Can the quality of teachers be measured the way that a person’s weight or height is measured? Some economists have tried, but the “value-added” they have attempted to measure has proven elusive. The results have not been consistent over tests or over time. Nevertheless, a two-part report by Raj Chetty and his colleagues claims that higher value-added scores for teachers lead to greater economic success for their students later in life. This review of the methods of Chetty et al. focuses on their most important result: that teacher value-added affects income in adulthood. Five key problems with the research emerge. First, their own results show that the calculation of teacher value-added is unreliable. Second, their own research also generated a result that contradicts their main claim—but the report pushed that inconvenient result aside. Third, the trumpeted result is based on an erroneous calculation. Fourth, the report incorrectly assumes that the (miscalculated) result holds across students’ lifetimes despite the authors’ own research indicating otherwise. Fifth, the report cites studies as support for the authors’ methodology, even though they don’t provide that support. [emphasis added] Despite widespread references to this study in policy circles, the shortcomings and shaky extrapolations make this report misleading and unreliable for determining educational policy.

So my question now is: Will the free-pass mainstream media clean up their Chetty mess?

I suspect we will not have a NYT scorching headline, we will not even have a NYT article, we probably will not see interviews on NPR with Adler, and I am skeptical about Education Week‘s coverage (beyond some bloggers).

The fair and balanced mainstream media, alas, (those journalists who cannot judge the credibility of the research they cover) will not fall all over themselves to cover and then repeat for two years to come the popping of the Chetty balloon because that would mean admitting their own incompetence, which is the sweet allure of fairness that leaves us all misinformed.

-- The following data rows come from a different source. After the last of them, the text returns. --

//! Link command - apply a verified OAuth callback

use std::io::{self, Read};
use std::path::Path;

use anyhow::{Context, Result};
use colored::Colorize;
use mailroom_core::{OAuthCallback, Provider};

use super::{find_account, get_context};
use crate::output;

pub fn run(provider: &str, payload: Option<&Path>, account: Option<&str>, json: bool) -> Result<()> {
    let provider: Provider = provider.parse()?;

    let raw = match payload {
        Some(path) => std::fs::read_to_string(path)
            .with_context(|| format!("Failed to read payload from {}", path.display()))?,
        None if atty::isnt(atty::Stream::Stdin) => {
            let mut buffer = String::new();
            io::stdin().read_to_string(&mut buffer)?;
            buffer
        }
        None => anyhow::bail!("No callback payload provided. Use --payload or pipe JSON on stdin."),
    };

    let value: serde_json::Value = serde_json::from_str(&raw).context("Callback payload is not valid JSON")?;
    let callback = OAuthCallback::from_payload(provider, &value)?;

    let ctx = get_context()?;
    let linked = match account {
        Some(reference) => {
            let existing = find_account(&ctx, reference)?;
            ctx.identity_service.link_provider(existing, &callback)?
        }
        None => ctx.identity_service.resolve_by_oauth_callback(&callback)?,
    };

    let view = ctx.identity_service.present(&linked);
    if json {
        println!("{}", serde_json::to_string_pretty(&view)?);
        return Ok(());
    }

    output::success(&format!("✓ Linked {} to {}", provider, view.formal_display));
    if let Some(email) = ctx.identity_service.app_email(&linked) {
        println!("{}", format!("Mailroom address: {}", email).dimmed());
    }
    Ok(())
}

The Very Disappointing Teacher Impact Numbers from Chetty

It appears that Raj Chetty, of the very famous and mostly hypothetical Chetty et al. study addressing teacher quality’s impact on students’ lifetime earning potential, had a big influence on the Vergara case in California:

But one has to wonder how much impact that testimony would have had if the judge had considered that most reviews of the study find it to be poppy-cock (see Baker on the Chetty et al. molehill and Di Carlo) or if we simply displayed the numbers differently.

A 40-year “lifetime earnings” of $50,000 is only about $1250 a year, or about, after taxes, $75-80 per month, or about 1.5 to 2 tanks of gas a month.

Hmmmm. Compared to the $50,000 of hypothetical life-time earning or that insane $1.4 million for a class of 28, 1.5-2 tanks of gas a month appears to be much ado about nothing.

Chetty also fails to make a very important point about the economics of investing in measuring teacher quality: It will cost billions of dollars in public funding to create and implement a significant increase in high-stakes testing in order to hypothetically raise the monthly earning income of students enough for them to buy 1.5-2 tanks a gas each month.

A much more effective strategy would be to take those billions of dollars needed to create and implement VAM and give every worker in the U.S. $75 per month tax free. Simple, direct, and guaranteed.

Setting aside that this is all hypothetical, seems a ridiculously inefficient cost/benefit analysis of addressing a teacher quality issue that already is only about 10-15% of measurable student learning.